MacShane continua a não acreditar numa “amputação total” dos acordos comerciais que o Reino Unido mantém com a UE e acredita que, quando a realidade começar a tornar-se imprevisível, “tanto os britânicos como a União estarão dispostos a aprovar um acordo de emergência”. O diabo está, como quase sempre, nos detalhes. MacShane oferece dois exemplos. “Os britânicos são os terceiros maiores consumidores de papel higiénico de toda a Europa e quintos em todo o mundo. São 110 rolos por pessoa por ano.
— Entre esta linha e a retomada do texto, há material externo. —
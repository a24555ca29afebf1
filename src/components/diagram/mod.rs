//! The link diagram: graph model, metric encoding, camera, picking and the frame
//! loop, plus the canvas renderer and Leptos component that host them.

mod camera;
mod component;
mod controller;
mod error;
mod graph;
mod host;
mod interaction;
mod layout;
mod primitive;
mod processor;
mod render;
#[cfg(test)]
mod testing;
mod types;

pub use component::DiagramCanvas;
pub use types::{CameraMode, DiagramData, DiagramLink, DiagramNode};
use leptos::prelude::*;

/// 404 page
#[component]
pub fn NotFound() -> impl IntoView {
	view! { <h1>"Nothing to see here"</h1> }
}
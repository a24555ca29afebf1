use std::collections::HashMap;

use force_graph::{DefaultNodeIdx, EdgeData, ForceGraph, NodeData, SimulationParameters};
use glam::Vec2;
use log::debug;

use super::error::DiagramError;
use super::types::NodeId;

const TICK_DT: f32 = 0.016;
const ALPHA_MIN: f32 = 0.001;
const CENTER_STRENGTH: f32 = 0.1;

#[derive(Clone, Debug, PartialEq)]
pub struct LayoutNode {
	pub id: NodeId,
	pub x: f32,
	pub y: f32,
}

#[derive(Clone, Debug, PartialEq)]
pub struct LayoutLink {
	pub source: NodeId,
	pub target: NodeId,
}

/// Latest layout positions. `version` grows by one per tick.
#[derive(Clone, Debug, Default, PartialEq)]
pub struct PositionSnapshot {
	pub version: u64,
	pub positions: HashMap<NodeId, Vec2>,
}

pub type TickCallback = Box<dyn FnMut(&PositionSnapshot)>;

/// An iterative force layout that reports after every step.
pub trait PhysicsEngine {
	/// Loads nodes and links and resets the cooling schedule.
	fn simulate(
		&mut self,
		nodes: &[LayoutNode],
		links: &[LayoutLink],
		on_tick: TickCallback,
	) -> Result<(), DiagramError>;

	/// Runs one step immediately, regardless of cooling.
	fn tick(&mut self);

	/// Runs one step if the layout is still hot. Returns `false` once it has stopped.
	fn step(&mut self) -> bool;

	fn is_running(&self) -> bool;
}

#[derive(Clone, Debug, Default)]
struct LayoutInfo {
	id: NodeId,
	last: Vec2,
}

/// Repulsion and springs from `force_graph`, plus a pull towards the origin on
/// both axes. Each step moves nodes by `alpha` times the net displacement, so the
/// layout freezes at its force balance as alpha cools.
pub struct ForceLayout {
	graph: ForceGraph<LayoutInfo, ()>,
	alpha: f32,
	alpha_decay: f32,
	snapshot: PositionSnapshot,
	on_tick: Option<TickCallback>,
}

impl Default for ForceLayout {
	fn default() -> Self {
		Self::new()
	}
}

impl ForceLayout {
	pub fn new() -> Self {
		Self {
			graph: Self::empty_graph(),
			alpha: 1.0,
			alpha_decay: 1.0 - ALPHA_MIN.powf(1.0 / 300.0),
			snapshot: PositionSnapshot::default(),
			on_tick: None,
		}
	}

	fn empty_graph() -> ForceGraph<LayoutInfo, ()> {
		ForceGraph::new(SimulationParameters {
			force_charge: 150.0,
			force_spring: 0.05,
			force_max: 100.0,
			node_speed: 3000.0,
			damping_factor: 0.9,
		})
	}

	#[cfg(test)]
	pub fn snapshot(&self) -> &PositionSnapshot {
		&self.snapshot
	}

	fn advance(&mut self) {
		self.graph.visit_nodes_mut(|node| {
			node.data.user_data.last = Vec2::new(node.data.x, node.data.y);
		});
		self.graph.update(TICK_DT);
		let alpha = self.alpha;
		self.graph.visit_nodes_mut(|node| {
			let last = node.data.user_data.last;
			let moved = Vec2::new(node.data.x, node.data.y) - last;
			let next = last + (moved - last * CENTER_STRENGTH) * alpha;
			node.data.x = next.x;
			node.data.y = next.y;
		});
		self.alpha += (0.0 - self.alpha) * self.alpha_decay;

		let positions = &mut self.snapshot.positions;
		self.graph.visit_nodes(|node| {
			positions.insert(node.data.user_data.id.clone(), Vec2::new(node.x(), node.y()));
		});
		self.snapshot.version += 1;

		if let Some(on_tick) = self.on_tick.as_mut() {
			on_tick(&self.snapshot);
		}
	}
}

impl PhysicsEngine for ForceLayout {
	fn simulate(
		&mut self,
		nodes: &[LayoutNode],
		links: &[LayoutLink],
		on_tick: TickCallback,
	) -> Result<(), DiagramError> {
		let mut graph = Self::empty_graph();
		let mut id_to_idx: HashMap<&str, DefaultNodeIdx> = HashMap::with_capacity(nodes.len());
		for node in nodes {
			let idx = graph.add_node(NodeData {
				x: node.x,
				y: node.y,
				mass: 10.0,
				is_anchor: false,
				user_data: LayoutInfo {
					id: node.id.clone(),
					last: Vec2::new(node.x, node.y),
				},
			});
			id_to_idx.insert(&node.id, idx);
		}
		for link in links {
			let resolve = |id: &str| {
				id_to_idx
					.get(id)
					.copied()
					.ok_or_else(|| DiagramError::UnknownLayoutNode(id.to_owned()))
			};
			let (src, tgt) = (resolve(&link.source)?, resolve(&link.target)?);
			graph.add_edge(src, tgt, EdgeData::default());
		}

		debug!("layout loaded {} nodes, {} links", nodes.len(), links.len());
		self.graph = graph;
		self.alpha = 1.0;
		self.snapshot = PositionSnapshot::default();
		self.on_tick = Some(on_tick);
		Ok(())
	}

	fn tick(&mut self) {
		self.advance();
	}

	fn step(&mut self) -> bool {
		if !self.is_running() {
			return false;
		}
		self.advance();
		true
	}

	fn is_running(&self) -> bool {
		self.alpha >= ALPHA_MIN
	}
}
Importamos quase todo esse papel, como aliás quase todo o papel que usamos, higiénico ou não. Existe pouco mais de um dia de reservas de papel higiénico nos nossos supermercados”, diz.

O problema dos direitos dos cidadãos britânicos que vivem fora do país também o preocupa, refere-o várias vezes ao longo da conversa. O acordo previa reciprocidade entre o Reino Unido e a UE na manutenção dessas prerrogativas, mas o chumbo significa que nada do que estava acordado tem força de lei. “Pensemos nas cartas de condução. Quantos britânicos, se tiverem de tirar a carta nos países onde residem, saberão falar espanhol, italiano ou português, que é preciso para o exame teórico? Quantos serão demasiado velhos para as renovarem? É nestas pequenas coisas, que operam transformações imediatas e poderosas no dia-a-dia das pessoas, que ninguém parece pensar”.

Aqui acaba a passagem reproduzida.